Long-term clinical outcome of the surgically resected intraductal papillary neoplasm of the bile duct.
ABSTRACT Intraductal papillary neoplasm of the bile duct (IPNB) is a biliary neoplasm with predominant intraductal papillary growth and various degrees of malignant transformation. Although IPNB has been recently added to the WHO classification, the classification system needs refinements.
We retrospectively reviewed 93 non-invasive and invasive IPNB cases, surgically resected from 1996 to 2006. To further characterize their biologic behavior, we modified the WHO classification into a 4-tier category system in which non-invasive IPNB cases with complex fused or cribriform papillae were separately designated. Epithelial types such as intestinal, gastric, pancreatobiliary, and oncocytic type were determined by morphology and mucin core protein immunohistochemistry. Resection margins were classified based on their microscopic appearances. The prognostic values of mucinous histology and MUC1 protein expression were also determined.
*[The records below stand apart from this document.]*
//! Revista Core - Entity Types
//!
//! Pure data structures shared by every other crate: entity kinds and lookup
//! keys, the stored documents, the claim source contract and the error
//! taxonomy. No I/O lives here.

mod claims;
mod entities;
mod enums;
mod error;
mod identity;

pub use claims::{ClaimSource, StaffRecord};
pub use entities::{
    Article, ArticleHistory, Author, Document, Editorial, Interaction, Staff, Volume,
};
pub use enums::{ArticleStatus, InteractionKind, StaffJob};
pub use error::{ConfigError, LoaderError, RevistaError, RevistaResult, StorageError};
pub use identity::{new_document_id, EntityKind, LookupKey, NaturalKey, Timestamp};
//! Tracing subscriber initialization.

use tracing_subscriber::{layer::SubscriberExt, util::SubscriberInitExt, EnvFilter};

use crate::error::{ApiError, ApiResult};

/// Install the global JSON subscriber. Call once at startup.
///
/// `RUST_LOG` overrides the default filter.
pub fn init_tracing() -> ApiResult<()> {
    let env_filter = EnvFilter::try_from_default_env().unwrap_or_else(|_| {
        EnvFilter::new("revista_api=debug,revista_loader=debug,tower_http=debug,info")
    });

    tracing_subscriber::registry()
        .with(env_filter)
        .with(tracing_subscriber::fmt::layer().json())
        .try_init()
        .map_err(|e| ApiError::internal_error(format!("Failed to init subscriber: {}", e)))?;

    tracing::info!(version = env!("CARGO_PKG_VERSION"), "Tracing initialized");
    Ok(())
}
IPNB with complex fused or cribriform papillae showed a worse prognosis than IPNB with simple papillae and one such case showed a metachronous metastasis. In addition, a positive surgical margin including dysplasia was associated with worse outcomes. Among the invasive IPNB cases, MUC1-positive tumors were more aggressive than MUC1-negative tumors.
We propose that non-invasive IPNB with complex fused or cribriform papillae might be better classified as mucosa-confined cholangiocarcinoma rather than IPNB with high grade dysplasia. In addition, aggressive further resection is recommended when a positive surgical margin including dysplasia is reported during intraoperative histopathological evaluation.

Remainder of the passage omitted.